Расширенная превенция— выявление групп риска и работа с ними. С трудными подростками, с пьющими, с наркозависимыми. В Швеции, например, полиция не только поможет «оступившемуся» трудоустроиться, но и пришлет ему билет на деревенский праздник на выходные. Чтоб не запил дома, а пошел туда, где сильно выпивать неудобно.
Конечно, если такую превенцию одним днем ввести в нынешней России, страшно представить, что выйдет. Но опыт Финляндии, где сейчас все хорошо, говорит, что ничего невозможного тут нет. Финны, будучи проблемной страной с алкоголизмом северного типа, с высокой агрессией, с высокой бытовой преступностью, со страшным уголовным законодательством, с репрессивной судебной системой, прошли этот путь примерно за 25 лет — от середины 1950-х до начала 1980-х.

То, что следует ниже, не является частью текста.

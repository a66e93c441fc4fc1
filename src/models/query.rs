//! Backend request and response bodies

use serde::{Deserialize, Serialize};

/// POST /translate body
#[derive(Debug, Clone, Serialize, Deserialize)]
pub struct TranslateRequest {
    pub text: String,
    #[serde(default, skip_serializing_if = "Option::is_none")]
    pub target_language: Option<String>,
}

/// POST /translate reply
#[derive(Debug, Clone, Serialize, Deserialize)]
pub struct TranslateResponse {
    #[serde(default)]
    pub translated_text: String,
}

/// POST /response body
#[derive(Debug, Clone, Serialize, Deserialize)]
pub struct ResponseRequest {
    pub translated_text: String,
    #[serde(default)]
    pub name: String,
    #[serde(default, skip_serializing_if = "Option::is_none")]
    pub temperature: Option<f32>,
}

/// POST /response reply
#[derive(Debug, Clone, Serialize, Deserialize)]
pub struct ReplyResponse {
    #[serde(default)]
    pub reply: String,
}
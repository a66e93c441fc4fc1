//! Provider implementations

pub mod openai;

pub use openai::OpenAIProvider;

use crate::core::config::Config;
use crate::core::provider::Provider;
use anyhow::Result;
use std::sync::Arc;

/// Build the configured provider, or `None` when no OpenAI key is set
pub fn build_provider(config: &Config) -> Result<Option<Arc<dyn Provider>>> {
    let Some(api_key) = config.openai_api_key.clone() else {
        return Ok(None);
    };

    let provider = OpenAIProvider::new(
        api_key,
        config.openai_base_url.clone(),
        config.request_timeout,
        config.azure_api_version.clone(),
    )?;
    Ok(Some(Arc::new(provider)))
}
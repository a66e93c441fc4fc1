//! HTTP client for the translation backend
//!
//! Used by the terminal UI in remote mode to reach `POST /translate` and
//! `POST /response` on a running backend.

use crate::core::constants::route;
use crate::models::query::{ReplyResponse, ResponseRequest, TranslateRequest, TranslateResponse};
use anyhow::{Context, Result};
use reqwest::Client;
use serde::Serialize;
use serde::de::DeserializeOwned;
use std::time::Duration;
use thiserror::Error;
use tracing::debug;

/// Error types for backend calls
#[derive(Debug, Error)]
pub enum BackendError {
    #[error("no backend configured")]
    NotConfigured,

    #[error("request failed: {0}")]
    Request(#[from] reqwest::Error),

    #[error("backend returned status {status}: {body}")]
    Status { status: u16, body: String },
}

/// Client for a remote backend instance
#[derive(Debug, Clone)]
pub struct BackendClient {
    client: Client,
    base_url: String,
}

impl BackendClient {
    /// Create a client for `base_url` with a per-request timeout in seconds
    pub fn new(base_url: &str, timeout: u64) -> Result<Self> {
        let client = Client::builder()
            .timeout(Duration::from_secs(timeout))
            .build()
            .context("Failed to create HTTP client")?;

        Ok(Self {
            client,
            base_url: base_url.trim_end_matches('/').to_string(),
        })
    }

    pub fn base_url(&self) -> &str {
        &self.base_url
    }

    /// Translate `text` on the backend
    pub async fn translate(
        &self,
        text: &str,
        target_language: Option<&str>,
    ) -> Result<String, BackendError> {
        let body = TranslateRequest {
            text: text.to_string(),
            target_language: target_language.map(str::to_string),
        };
        let response: TranslateResponse = self.post(route::TRANSLATE, &body).await?;
        Ok(response.translated_text)
    }

    /// Ask the backend for a suggested reply
    pub async fn respond(
        &self,
        translated_text: &str,
        name: &str,
        temperature: Option<f32>,
    ) -> Result<String, BackendError> {
        let body = ResponseRequest {
            translated_text: translated_text.to_string(),
            name: name.to_string(),
            temperature,
        };
        let response: ReplyResponse = self.post(route::RESPONSE, &body).await?;
        Ok(response.reply)
    }

    async fn post<B, R>(&self, path: &str, body: &B) -> Result<R, BackendError>
    where
        B: Serialize + ?Sized,
        R: DeserializeOwned,
    {
        let url = format!("{}{}", self.base_url, path);
        debug!("POST {}", url);

        let response = self.client.post(&url).json(body).send().await?;
        let status = response.status();
        if !status.is_success() {
            let body = response
                .text()
                .await
                .unwrap_or_else(|_| "Unknown error".to_string());
            return Err(BackendError::Status {
                status: status.as_u16(),
                body,
            });
        }

        Ok(response.json::<R>().await?)
    }
}

#[cfg(test)]
mod tests {
    use super::*;
    use axum::Router;
    use axum::http::StatusCode;
    use axum::routing::post;

    #[test]
    fn test_trailing_slash_trimmed() {
        let client = BackendClient::new("http://localhost:8000/", 10).unwrap();
        assert_eq!(client.base_url(), "http://localhost:8000");
    }

    #[tokio::test]
    async fn test_error_status_is_reported_with_body() {
        let app = Router::new().route(
            route::TRANSLATE,
            post(|| async { (StatusCode::INTERNAL_SERVER_ERROR, "boom") }),
        );
        let listener = tokio::net::TcpListener::bind("127.0.0.1:0").await.unwrap();
        let addr = listener.local_addr().unwrap();
        tokio::spawn(async move {
            axum::serve(listener, app).await.unwrap();
        });

        let client = BackendClient::new(&format!("http://{}", addr), 5).unwrap();
        let result = client.translate("Hola", None).await;
        match result {
            Err(BackendError::Status { status, body }) => {
                assert_eq!(status, 500);
                assert_eq!(body, "boom");
            }
            other => panic!("unexpected result: {:?}", other),
        }
    }
}
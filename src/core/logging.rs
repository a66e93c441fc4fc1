//! Logging configuration and initialization
//!
//! This module sets up the tracing subscriber for structured logging
//! throughout the application. Log lines go to stderr so the interactive
//! session on stdout is not interleaved with them.

use tracing_subscriber::{EnvFilter, layer::SubscriberExt, util::SubscriberInitExt};

/// Normalize a configured log level into an `EnvFilter` directive
///
/// Only the first word is considered so trailing comments in `.env` files are
/// ignored. Unknown levels fall back to "info"; "warning" and "critical" are
/// accepted as aliases for "warn" and "error".
pub fn normalize_level(log_level: &str) -> &'static str {
    let level = log_level
        .split_whitespace()
        .next()
        .unwrap_or("info")
        .to_lowercase();

    match level.as_str() {
        "trace" => "trace",
        "debug" => "debug",
        "info" => "info",
        "warn" | "warning" => "warn",
        "error" | "critical" => "error",
        _ => "info",
    }
}

/// Initialize the logging system with the specified level
///
/// `RUST_LOG` takes precedence over the configured level when it is set.
pub fn init_logging(log_level: &str) {
    let env_filter = EnvFilter::try_from_default_env()
        .unwrap_or_else(|_| EnvFilter::new(normalize_level(log_level)));

    // try_init so a second call (tests, embedded use) is not fatal
    let _ = tracing_subscriber::registry()
        .with(env_filter)
        .with(tracing_subscriber::fmt::layer().with_writer(std::io::stderr))
        .try_init();
}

Чтобы сделать полицию универсальной, избавить ее от ненужной бумажной работы, освободить от лишних функций, заставить выполнять необходимые функции, сократить штабы и поднять зарплату «на земле» — чтобы все это стало реальностью, полицию прежде всего надо децентрализовать. Не всю, конечно, — межрегиональные преступления, борьба с террором и организованной преступностью — подобные вещи должны остаться на федеральном уровне. Но за общественный порядок, регулирование движения, расследование большинства преступлений должны отвечать местные или региональные власти. Иначе просто не может быть в такой огромной стране, как Россия. Полицию Чукотки и Петербурга нельзя оценивать по одной шкале, в Москве и в Челябинске надо бороться совсем с разными наркотиками. И руководить всем из Москвы нельзя — какой смысл в том, что у всех российских участковых есть один общий начальник?

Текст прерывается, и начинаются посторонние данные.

//! Query processor
//!
//! Runs one customer query through language detection, translation and
//! optional reply generation, choosing between the remote backend, the hosted
//! model and the local placeholders according to [`ProcessOptions`].

use crate::engine::language::detect_language;
use crate::engine::{ResponseGenerator, TranslationEngine};
use crate::pipeline::backend_client::{BackendClient, BackendError};
use crate::pipeline::options::{BackendMode, ProcessOptions, ResponseMode, TranslationBackend};
use std::sync::Arc;
use thiserror::Error;
use tracing::{debug, info, warn};

#[derive(Debug, Error)]
pub enum QueryError {
    #[error("Please paste a message to translate.")]
    EmptyQuery,
}

/// Result of processing one query
///
/// Failures are carried as messages so the UI can show partial results.
#[derive(Debug, Clone, Default, PartialEq)]
pub struct QueryOutcome {
    pub detected_language: String,
    pub translated: String,
    pub translate_error: Option<String>,
    pub suggested: String,
    pub generation_error: Option<String>,
}

pub struct QueryProcessor {
    translator: Arc<TranslationEngine>,
    generator: Arc<ResponseGenerator>,
    backend: Option<BackendClient>,
}

impl QueryProcessor {
    pub fn new(
        translator: Arc<TranslationEngine>,
        generator: Arc<ResponseGenerator>,
        backend: Option<BackendClient>,
    ) -> Self {
        Self {
            translator,
            generator,
            backend,
        }
    }

    /// Backend URL used in remote mode, if any
    pub fn backend_url(&self) -> Option<&str> {
        self.backend.as_ref().map(BackendClient::base_url)
    }

    pub fn has_openai(&self) -> bool {
        self.translator.has_provider()
    }

    /// Detect, translate and optionally draft a reply for `text`
    ///
    /// # Errors
    ///
    /// `QueryError::EmptyQuery` when `text` is blank
    pub async fn process(
        &self,
        text: &str,
        name: &str,
        options: &ProcessOptions,
    ) -> Result<QueryOutcome, QueryError> {
        if text.trim().is_empty() {
            return Err(QueryError::EmptyQuery);
        }

        let mut outcome = QueryOutcome {
            detected_language: detect_language(text),
            ..Default::default()
        };
        debug!("Detected language: {}", outcome.detected_language);

        let (translated, translate_error) = self.translate_step(text, options).await;
        outcome.translated = translated;
        outcome.translate_error = translate_error;

        if !outcome.translated.is_empty() && options.generate_reply {
            let (suggested, generation_error) =
                self.reply_step(&outcome.translated, name, options).await;
            outcome.suggested = suggested;
            outcome.generation_error = generation_error;
        }

        info!(
            "Processed query: language={}, translated={}, suggested={}",
            outcome.detected_language,
            !outcome.translated.is_empty(),
            !outcome.suggested.is_empty()
        );
        Ok(outcome)
    }

    async fn translate_step(&self, text: &str, options: &ProcessOptions) -> (String, Option<String>) {
        let has_key = self.translator.has_provider();

        match options.backend {
            BackendMode::Remote => match self.remote_translate(text, options).await {
                Ok(translated) => (translated, None),
                Err(e) => {
                    let remote_error = format!("Remote translation failed: {}", e);
                    warn!("{}", remote_error);

                    let fallback = match options.translation_backend {
                        TranslationBackend::Local => Ok(self.translator.translate_local(text)),
                        _ if has_key => self.openai_translate(text, options).await,
                        _ => Ok(self.translator.translate_local(text)),
                    };
                    match fallback {
                        Ok(translated) => (translated, Some(remote_error)),
                        Err(message) => (String::new(), Some(message)),
                    }
                }
            },
            BackendMode::Local => {
                let result = if options.translation_backend == TranslationBackend::OpenAI && has_key
                {
                    self.openai_translate(text, options).await
                } else {
                    Ok(self.translator.translate_local(text))
                };
                match result {
                    Ok(translated) => (translated, None),
                    Err(message) => (String::new(), Some(message)),
                }
            }
        }
    }

    async fn reply_step(
        &self,
        translated: &str,
        name: &str,
        options: &ProcessOptions,
    ) -> (String, Option<String>) {
        let has_key = self.generator.has_provider();

        let result = match (options.response_mode, options.backend) {
            (ResponseMode::Canned, _) => Ok(self.generator.generate_local_reply(translated, name)),
            (ResponseMode::Ai, BackendMode::Remote) => {
                match self.remote_reply(translated, name, options).await {
                    Ok(reply) => Ok(reply),
                    Err(e) => {
                        warn!("Remote response generation failed: {}", e);
                        if has_key {
                            self.openai_reply(translated, name, options).await
                        } else {
                            Ok(self.generator.generate_local_reply(translated, name))
                        }
                    }
                }
            }
            (ResponseMode::Ai, BackendMode::Local) => {
                if options.translation_backend == TranslationBackend::OpenAI && has_key {
                    self.openai_reply(translated, name, options).await
                } else {
                    Ok(self.generator.generate_local_reply(translated, name))
                }
            }
        };

        match result {
            Ok(reply) => (reply, None),
            Err(message) => (String::new(), Some(message)),
        }
    }

    async fn remote_translate(
        &self,
        text: &str,
        options: &ProcessOptions,
    ) -> Result<String, BackendError> {
        let backend = self.backend.as_ref().ok_or(BackendError::NotConfigured)?;
        backend
            .translate(text, Some(options.target_language.as_str()))
            .await
    }

    async fn remote_reply(
        &self,
        translated: &str,
        name: &str,
        options: &ProcessOptions,
    ) -> Result<String, BackendError> {
        let backend = self.backend.as_ref().ok_or(BackendError::NotConfigured)?;
        backend
            .respond(translated, name, Some(options.temperature))
            .await
    }

    async fn openai_translate(&self, text: &str, options: &ProcessOptions) -> Result<String, String> {
        self.translator
            .translate_openai(text, Some(options.target_language.as_str()))
            .await
            .map_err(|e| format!("OpenAI translation failed: {}", e))
    }

    async fn openai_reply(
        &self,
        translated: &str,
        name: &str,
        options: &ProcessOptions,
    ) -> Result<String, String> {
        self.generator
            .generate_openai_reply(translated, name, Some(options.temperature))
            .await
            .map_err(|e| format!("OpenAI response generation failed: {}", e))
    }
}
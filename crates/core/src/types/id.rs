//! Newtype IDs for type-safe entity references.
//!
//! Use the `define_id!` macro to create type-safe ID wrappers that prevent
//! accidentally mixing IDs from different entity types.

/// Macro to define a type-safe ID wrapper.
///
/// Creates a newtype wrapper around `i64` (SQLite's rowid type) with:
/// - `Serialize`/`Deserialize` with `#[serde(transparent)]`
/// - `Debug`, `Clone`, `Copy`, `PartialEq`, `Eq`, `Hash`, `Display`
/// - Conversion methods: `new()`, `as_i64()`
/// - `From<i64>` and `Into<i64>` implementations
/// - `sqlx` `Type`, `Encode`, and `Decode` implementations (with `sqlite` feature)
///
/// # Example
///
/// ```rust
/// # use repair_desk_core::define_id;
/// define_id!(TicketId);
/// define_id!(TechnicianId);
///
/// let ticket_id = TicketId::new(1);
/// let technician_id = TechnicianId::new(1);
///
/// // These are different types, so this won't compile:
/// // let _: TicketId = technician_id;
/// ```
#[macro_export]
macro_rules! define_id {
    ($name:ident) => {
        #[derive(
            Debug,
            Clone,
            Copy,
            PartialEq,
            Eq,
            Hash,
            PartialOrd,
            Ord,
            ::serde::Serialize,
            ::serde::Deserialize
        )]
        #[serde(transparent)]
        pub struct $name(i64);

        impl $name {
            /// Create a new ID from an i64 value.
            #[must_use]
            pub const fn new(id: i64) -> Self {
                Self(id)
            }

            /// Get the underlying i64 value.
            #[must_use]
            pub const fn as_i64(&self) -> i64 {
                self.0
            }
        }

        impl ::core::fmt::Display for $name {
            fn fmt(&self, f: &mut ::core::fmt::Formatter<'_>) -> ::core::fmt::Result {
                write!(f, "{}", self.0)
            }
        }

        impl From<i64> for $name {
            fn from(id: i64) -> Self {
                Self(id)
            }
        }

        impl From<$name> for i64 {
            fn from(id: $name) -> Self {
                id.0
            }
        }

        #[cfg(feature = "sqlite")]
        impl ::sqlx::Type<::sqlx::Sqlite> for $name {
            fn type_info() -> ::sqlx::sqlite::SqliteTypeInfo {
                <i64 as ::sqlx::Type<::sqlx::Sqlite>>::type_info()
            }

            fn compatible(ty: &::sqlx::sqlite::SqliteTypeInfo) -> bool {
                <i64 as ::sqlx::Type<::sqlx::Sqlite>>::compatible(ty)
            }
        }

        #[cfg(feature = "sqlite")]
        impl<'r> ::sqlx::Decode<'r, ::sqlx::Sqlite> for $name {
            fn decode(
                value: ::sqlx::sqlite::SqliteValueRef<'r>,
            ) -> ::core::result::Result<Self, ::sqlx::error::BoxDynError> {
                let id = <i64 as ::sqlx::Decode<::sqlx::Sqlite>>::decode(value)?;
                Ok(Self(id))
            }
        }

        #[cfg(feature = "sqlite")]
        impl<'q> ::sqlx::Encode<'q, ::sqlx::Sqlite> for $name {
            fn encode_by_ref(
                &self,
                buf: &mut <::sqlx::Sqlite as ::sqlx::Database>::ArgumentBuffer<'q>,
            ) -> ::std::result::Result<::sqlx::encode::IsNull, ::sqlx::error::BoxDynError> {
                <i64 as ::sqlx::Encode<'q, ::sqlx::Sqlite>>::encode_by_ref(&self.0, buf)
            }
        }
    };
}

define_id!(RepairId);
define_id!(AdminId);
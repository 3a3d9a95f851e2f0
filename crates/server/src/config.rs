//! Server configuration loaded from environment variables.
//!
//! # Environment Variables
//!
//! All variables are optional:
//! - `REPAIR_DESK_DATABASE_URL` - SQLite database URL (falls back to `DATABASE_URL`,
//!   default: `sqlite://repair.db`)
//! - `REPAIR_DESK_HOST` - Bind address (default: 127.0.0.1)
//! - `REPAIR_DESK_PORT` - Listen port (falls back to `PORT`, default: 3000)
//! - `REPAIR_DESK_STATIC_DIR` - Directory served for non-API paths (default: public)
//! - `SENTRY_DSN` - Sentry error tracking DSN
//! - `SENTRY_ENVIRONMENT` - Sentry environment name (e.g., production)

use std::net::{IpAddr, SocketAddr};
use std::path::PathBuf;

use secrecy::SecretString;
use thiserror::Error;

/// Default database location, relative to the working directory.
pub const DEFAULT_DATABASE_URL: &str = "sqlite://repair.db";

/// Configuration errors that can occur during loading.
#[derive(Debug, Error)]
pub enum ConfigError {
    #[error("Invalid environment variable {0}: {1}")]
    InvalidEnvVar(String, String),
}

/// Repair Desk server configuration.
#[derive(Debug, Clone)]
pub struct ServerConfig {
    /// SQLite database URL
    pub database_url: SecretString,
    /// IP address to bind the server to
    pub host: IpAddr,
    /// Port to listen on
    pub port: u16,
    /// Directory of static assets served as the fallback route
    pub static_dir: PathBuf,
    /// Sentry DSN for error tracking
    pub sentry_dsn: Option<String>,
    /// Sentry environment name
    pub sentry_environment: Option<String>,
}

impl ServerConfig {
    /// Load configuration from environment variables.
    ///
    /// Calls `dotenvy::dotenv()` to load from `.env` file if present.
    ///
    /// # Errors
    ///
    /// Returns `ConfigError` if a variable is present but cannot be parsed.
    pub fn from_env() -> Result<Self, ConfigError> {
        // Load .env file if present (ignore errors if not found)
        let _ = dotenvy::dotenv();

        Self::from_lookup(|key| std::env::var(key).ok())
    }

    /// Build configuration from an arbitrary variable lookup.
    ///
    /// # Errors
    ///
    /// Returns `ConfigError` if a variable is present but cannot be parsed.
    pub fn from_lookup<F>(lookup: F) -> Result<Self, ConfigError>
    where
        F: Fn(&str) -> Option<String>,
    {
        let database_url = SecretString::from(database_url(&lookup));

        let host = lookup("REPAIR_DESK_HOST")
            .unwrap_or_else(|| "127.0.0.1".to_owned())
            .parse::<IpAddr>()
            .map_err(|e| {
                ConfigError::InvalidEnvVar("REPAIR_DESK_HOST".to_string(), e.to_string())
            })?;

        let (port_key, port) = match lookup("REPAIR_DESK_PORT") {
            Some(value) => ("REPAIR_DESK_PORT", value),
            None => ("PORT", lookup("PORT").unwrap_or_else(|| "3000".to_owned())),
        };
        let port = port
            .parse::<u16>()
            .map_err(|e| ConfigError::InvalidEnvVar(port_key.to_string(), e.to_string()))?;

        let static_dir = PathBuf::from(
            lookup("REPAIR_DESK_STATIC_DIR").unwrap_or_else(|| "public".to_owned()),
        );

        Ok(Self {
            database_url,
            host,
            port,
            static_dir,
            sentry_dsn: lookup("SENTRY_DSN").filter(|dsn| !dsn.is_empty()),
            sentry_environment: lookup("SENTRY_ENVIRONMENT"),
        })
    }

    /// Returns the socket address for binding the server.
    #[must_use]
    pub const fn socket_addr(&self) -> SocketAddr {
        SocketAddr::new(self.host, self.port)
    }
}

/// Get the database URL, preferring the namespaced variable over `DATABASE_URL`.
fn database_url<F>(lookup: &F) -> String
where
    F: Fn(&str) -> Option<String>,
{
    lookup("REPAIR_DESK_DATABASE_URL")
        .or_else(|| lookup("DATABASE_URL"))
        .unwrap_or_else(|| DEFAULT_DATABASE_URL.to_owned())
}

Сторонники централизации ссылаются на опыт СССР. Но в СССР на самом деле такой централизации не было. У советской милиции был понятный формат координации с местной властью. Прежде всего, начальника милиции эта местная власть — исполком — и назначала, а МВД только согласовывало (на практике — предлагало). Перед назначением начальника собеседовали в местном райкоме КПСС, он регулярно отчитывался перед бюро райкома. То есть и исполком, и райком могли давать ему официальные поручения.
Это позволяло начальнику милиции спорить в случае необходимости с министерским начальством. Например, звонят начальнику милиции из регионального главка МВД и говорят: «У тебя плохо с кражами на железной дороге». А тот: «Знаете, меня попросили все ресурсы бросить на трубный завод — вот решение райкома». И все. Это называлось «с учетом местных условий принято другое решение» — так начальник освобождался из «палочной» вертикали. А если главк давил, то первый секретарь райкома КПСС и руководитель главка МВД встречались у секретаря крайкома или обкома, чтобы решить вопрос.
До тех пор пока региональная и местная власть выключены из работы по охране общественного порядка и борьбы с преступностью, полиция лучше работать не станет. Полиций в такой большой стране должно быть много, и они должны быть разными.